Grandparent and child

MPs are calling for the right for children to keep in touch with extended family members (including grandparents) after a family break-up, according to BBC News.

Under current rules, if a parent prevents a grandparent from seeing their grandchild after a separation or divorce, the grandparent has no legal right to see their grandchild. If an informal agreement with the parents cannot be reached, the grandparents may be able to ask the court if they can apply for a court order. This process can be costly and lengthy, not to mention distressing for the children and adults involved.

MPs are calling for the law to be changed to give children the right to have a relationship with close family members after a family break-up.
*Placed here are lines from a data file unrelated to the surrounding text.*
use thiserror::Error;

/// Raised when there is an error during model processing.
///
/// All variants are fatal for the generation run: a partially built model
/// graph cannot safely drive code emission.
#[derive(Debug, Error)]
pub enum ModelProcessingError {
    #[error("unable to find a language type for property {property} of type {xsd_type}")]
    UnresolvableType { property: String, xsd_type: String },

    #[error("element {0} has already been processed")]
    DuplicateElement(String),

    #[error("no model objects found; have you set the correct namespace?")]
    MissingRoot,

    #[error("property {0} is an attribute and has no content model")]
    AttributeHasNoContentModel(String),

    #[error("no plural hint available to name the {0} collection")]
    MissingPlural(String),
}
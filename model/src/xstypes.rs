//! Small container types shared across the model.

/// An association map that preserves insertion order.
///
/// Property declaration order is significant for code emission (constructor
/// signatures, accessor ordering), so the usual hash map is not an option.
/// Inserting an existing key overwrites the value in place and keeps the
/// key's original position. Lookups are linear; property maps are small.
#[derive(Clone, Debug)]
pub struct OrderedMap<V> {
    entries: Vec<(String, V)>,
}

impl<V> OrderedMap<V> {
    pub fn new() -> Self {
        Self {
            entries: Vec::new(),
        }
    }

    pub fn len(&self) -> usize {
        self.entries.len()
    }

    pub fn is_empty(&self) -> bool {
        self.entries.is_empty()
    }

    pub fn contains_key(&self, key: &str) -> bool {
        self.entries.iter().any(|(k, _)| k == key)
    }

    pub fn get(&self, key: &str) -> Option<&V> {
        self.entries.iter().find(|(k, _)| k == key).map(|(_, v)| v)
    }

    pub fn get_mut(&mut self, key: &str) -> Option<&mut V> {
        self.entries
            .iter_mut()
            .find(|(k, _)| k == key)
            .map(|(_, v)| v)
    }

    /// Inserts `value` under `key`, returning the previous value if the key
    /// was already present. Re-insertion does not move the key.
    pub fn insert(&mut self, key: impl Into<String>, value: V) -> Option<V> {
        let key = key.into();
        match self.entries.iter_mut().find(|(k, _)| *k == key) {
            Some((_, slot)) => Some(std::mem::replace(slot, value)),
            None => {
                self.entries.push((key, value));
                None
            }
        }
    }

    pub fn iter(&self) -> impl Iterator<Item = (&str, &V)> {
        self.entries.iter().map(|(k, v)| (k.as_str(), v))
    }

    pub fn keys(&self) -> impl Iterator<Item = &str> {
        self.entries.iter().map(|(k, _)| k.as_str())
    }

    pub fn values(&self) -> impl Iterator<Item = &V> {
        self.entries.iter().map(|(_, v)| v)
    }

    pub fn values_mut(&mut self) -> impl Iterator<Item = &mut V> {
        self.entries.iter_mut().map(|(_, v)| v)
    }
}

impl<V> Default for OrderedMap<V> {
    fn default() -> Self {
        Self::new()
    }
}
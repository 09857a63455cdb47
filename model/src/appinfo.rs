//! Parsing of the `<appinfo>` hints the schema annotates elements and
//! attributes with.

use roxmltree::Document;
use tracing::error;

/// Domain hints carried in an element or attribute's `<appinfo>` block.
///
/// These influence naming and relationship modelling but are advisory:
/// an absent or malformed block yields the all-default value and never
/// aborts a run.
#[derive(Clone, Debug, Default, PartialEq, Eq)]
pub struct Appinfo {
    /// Collection name to use when the property is plural.
    pub plural: Option<String>,
    pub many_to_many: bool,
    pub is_ordered: bool,
    pub is_parent_ordered: bool,
    pub is_child_ordered: bool,
    pub is_unique: bool,
    pub is_immutable: bool,
    pub is_injected: bool,
    pub is_global: bool,
    pub is_abstract: bool,
    pub is_abstract_proprietary: bool,
}

impl Appinfo {
    /// Parses an appinfo XML fragment.
    pub fn parse(fragment: Option<&str>) -> Self {
        let Some(fragment) = fragment else {
            return Self::default();
        };
        let doc = match Document::parse(fragment) {
            Ok(doc) => doc,
            Err(e) => {
                error!("exception while parsing appinfo block {fragment:?}: {e}");
                return Self::default();
            }
        };
        // Hints count only as direct children of the wrapper element.
        let root = doc.root_element();
        let find = |tag: &str| {
            root.children()
                .find(|n| n.is_element() && n.tag_name().name() == tag)
        };
        Self {
            plural: find("plural").and_then(|n| n.text()).map(str::to_owned),
            many_to_many: find("manytomany").is_some(),
            is_ordered: find("ordered").is_some(),
            is_parent_ordered: find("parentordered").is_some(),
            is_child_ordered: find("childordered").is_some(),
            is_unique: find("unique").is_some(),
            is_immutable: find("immutable").is_some(),
            is_injected: find("injected").is_some(),
            is_global: find("global").is_some(),
            is_abstract: find("abstract").is_some(),
            is_abstract_proprietary: find("abstractproprietary").is_some(),
        }
    }
}
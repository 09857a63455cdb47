//! Resolved object model for the OME-XML XSD schema.
//!
//! This crate turns a parsed schema tree into the object model a code
//! generator consumes: schema elements become [`ModelObject`]s with ordered
//! [`ModelProperty`] collections, XSD types are resolved to target language
//! types through a pluggable [`LanguagePolicy`], and implied relationships
//! (settings references, back references) are synthesized so the model can
//! be navigated in both directions.
//!
//! The entry point is [`OmeModel::process`], which takes a [`SchemaTree`]
//! and a [`GenerationSession`] and returns the finished registry.

pub mod appinfo;
pub mod config;
pub mod error;
pub mod language;
pub mod model;
pub mod naming;
pub mod object;
pub mod property;
pub mod schema;
pub mod xstypes;

pub use appinfo::Appinfo;
pub use config::{GenerationSession, OverrideTables, DEFAULT_NAMESPACE};
pub use error::ModelProcessingError;
pub use language::{Cxx, Java, LanguagePolicy};
pub use model::{OmeModel, ParentNode};
pub use object::ModelObject;
pub use property::{Delegate, ModelProperty, ReferenceDelegate};
pub use schema::{
    AttributeUse, ElementId, Occurs, SchemaAttribute, SchemaElement, SchemaTree, SimpleType,
    UNBOUNDED,
};
pub use xstypes::OrderedMap;
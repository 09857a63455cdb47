//! Per-run generation configuration.
//!
//! The OME schema has a handful of known-irregular spots that the model
//! builder must special-case; those live in [`OverrideTables`] so a run can
//! amend them. [`GenerationSession`] bundles the tables with the schema
//! namespace prefix and the target [`LanguagePolicy`].

use std::collections::{HashMap, HashSet};

use lazy_static::lazy_static;

use crate::language::{Java, LanguagePolicy};

/// Default namespace prefix for XML Schema builtins.
pub const DEFAULT_NAMESPACE: &str = "xsd:";

lazy_static! {
    static ref EXPLICIT_DEFINE_OVERRIDE: HashSet<String> = {
        ["EmissionFilterRef", "ExcitationFilterRef"]
            .iter()
            .map(|s| (*s).to_owned())
            .collect()
    };
    static ref BACK_REFERENCE_OVERRIDE: HashMap<String, Vec<String>> = {
        let mut map = HashMap::new();
        map.insert("Annotation".to_owned(), vec!["Annotation".to_owned()]);
        map.insert("Event".to_owned(), vec!["Event".to_owned()]);
        map
    };
    static ref BACK_REFERENCE_NAME_OVERRIDE: HashMap<String, String> = {
        let mut map = HashMap::new();
        map.insert(
            "FilterSet.ExcitationFilter".to_owned(),
            "filterSetExcitationFilter".to_owned(),
        );
        map.insert(
            "FilterSet.EmissionFilter".to_owned(),
            "filterSetEmissionFilter".to_owned(),
        );
        map.insert(
            "LightPath.ExcitationFilter".to_owned(),
            "lightPathExcitationFilter".to_owned(),
        );
        map.insert(
            "LightPath.EmissionFilter".to_owned(),
            "lightPathEmissionFilter".to_owned(),
        );
        map
    };
    static ref METADATA_OBJECT_IGNORE: HashSet<String> = {
        ["BinData", "External"]
            .iter()
            .map(|s| (*s).to_owned())
            .collect()
    };
    static ref ABSTRACT_PROPRIETARY_OVERRIDE: HashSet<String> =
        ["Transform"].iter().map(|s| (*s).to_owned()).collect();
}

/// Override tables for the irregular corners of the schema.
#[derive(Clone, Debug)]
pub struct OverrideTables {
    /// Elements modelled as types even though they are not explicit defines.
    pub explicit_define: HashSet<String>,
    /// Back references to suppress, keyed by referenced type name, listing
    /// the owning types whose references must not generate one.
    pub back_reference: HashMap<String, Vec<String>>,
    /// Accessor name overrides for back reference pairs that would otherwise
    /// collide, keyed by `Owner.Property`.
    pub back_reference_name: HashMap<String, String>,
    /// Types excluded from metadata interface emission.
    pub metadata_object_ignore: HashSet<String>,
    /// Abstract types whose concrete storage is proprietary but whose
    /// properties are still generated.
    pub abstract_proprietary: HashSet<String>,
}

impl Default for OverrideTables {
    fn default() -> Self {
        Self {
            explicit_define: EXPLICIT_DEFINE_OVERRIDE.clone(),
            back_reference: BACK_REFERENCE_OVERRIDE.clone(),
            back_reference_name: BACK_REFERENCE_NAME_OVERRIDE.clone(),
            metadata_object_ignore: METADATA_OBJECT_IGNORE.clone(),
            abstract_proprietary: ABSTRACT_PROPRIETARY_OVERRIDE.clone(),
        }
    }
}

/// Everything one generation run needs to know: schema namespace prefix,
/// target language, override tables. Owned by the model; independent runs
/// never share state.
pub struct GenerationSession {
    pub namespace: String,
    pub lang: Box<dyn LanguagePolicy>,
    pub overrides: OverrideTables,
}

impl GenerationSession {
    pub fn new(namespace: impl Into<String>, lang: Box<dyn LanguagePolicy>) -> Self {
        Self {
            namespace: namespace.into(),
            lang,
            overrides: OverrideTables::default(),
        }
    }

    /// A session targeting Java with the default namespace prefix.
    pub fn java() -> Self {
        Self::new(DEFAULT_NAMESPACE, Box::new(Java::new(DEFAULT_NAMESPACE)))
    }
}

#[cfg(test)]
mod tests {
    use super::*;

    #[test]
    fn default_tables() {
        let overrides = OverrideTables::default();
        assert!(overrides.explicit_define.contains("EmissionFilterRef"));
        assert!(overrides.explicit_define.contains("ExcitationFilterRef"));
        assert_eq!(
            overrides.back_reference.get("Annotation"),
            Some(&vec!["Annotation".to_owned()])
        );
        assert_eq!(
            overrides
                .back_reference_name
                .get("LightPath.EmissionFilter")
                .map(String::as_str),
            Some("lightPathEmissionFilter")
        );
        assert!(overrides.metadata_object_ignore.contains("BinData"));
        assert!(overrides.abstract_proprietary.contains("Transform"));
    }

    #[test]
    fn java_session() {
        let session = GenerationSession::java();
        assert_eq!(session.namespace, "xsd:");
        assert_eq!(session.lang.name(), "Java");
    }
}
This would include extended family members such as aunts and uncles.

The Ministry of Justice has said it will consider the proposal and last week MPs shared their constituents’ experiences in a parliamentary debate, with one referring to lack of access to their grandchildren as “a kind of living bereavement”.

A Ministry of Justice spokesperson said: "The welfare of a child is the primary consideration for the family courts and steps are taken wherever possible to reduce the impact of family conflict on children when relationships end.

"We will consider any proposals for helping children maintain involvement with grandparents, together with other potential reforms to the family justice system, which are currently being looked at."

Jonathan Eager in our divorce & family law team, commented; “No matter what amendments are made to the Children Act, the important overriding objective is the welfare of the child. This is paramount, and as a result there are occasions when the court process is needed to ensure the safety of the child. If amendments are made that help grandparents without the need for court applications, but also ensures the welfare of the child, then this can only be a good thing to preserve the ‘family unit’.”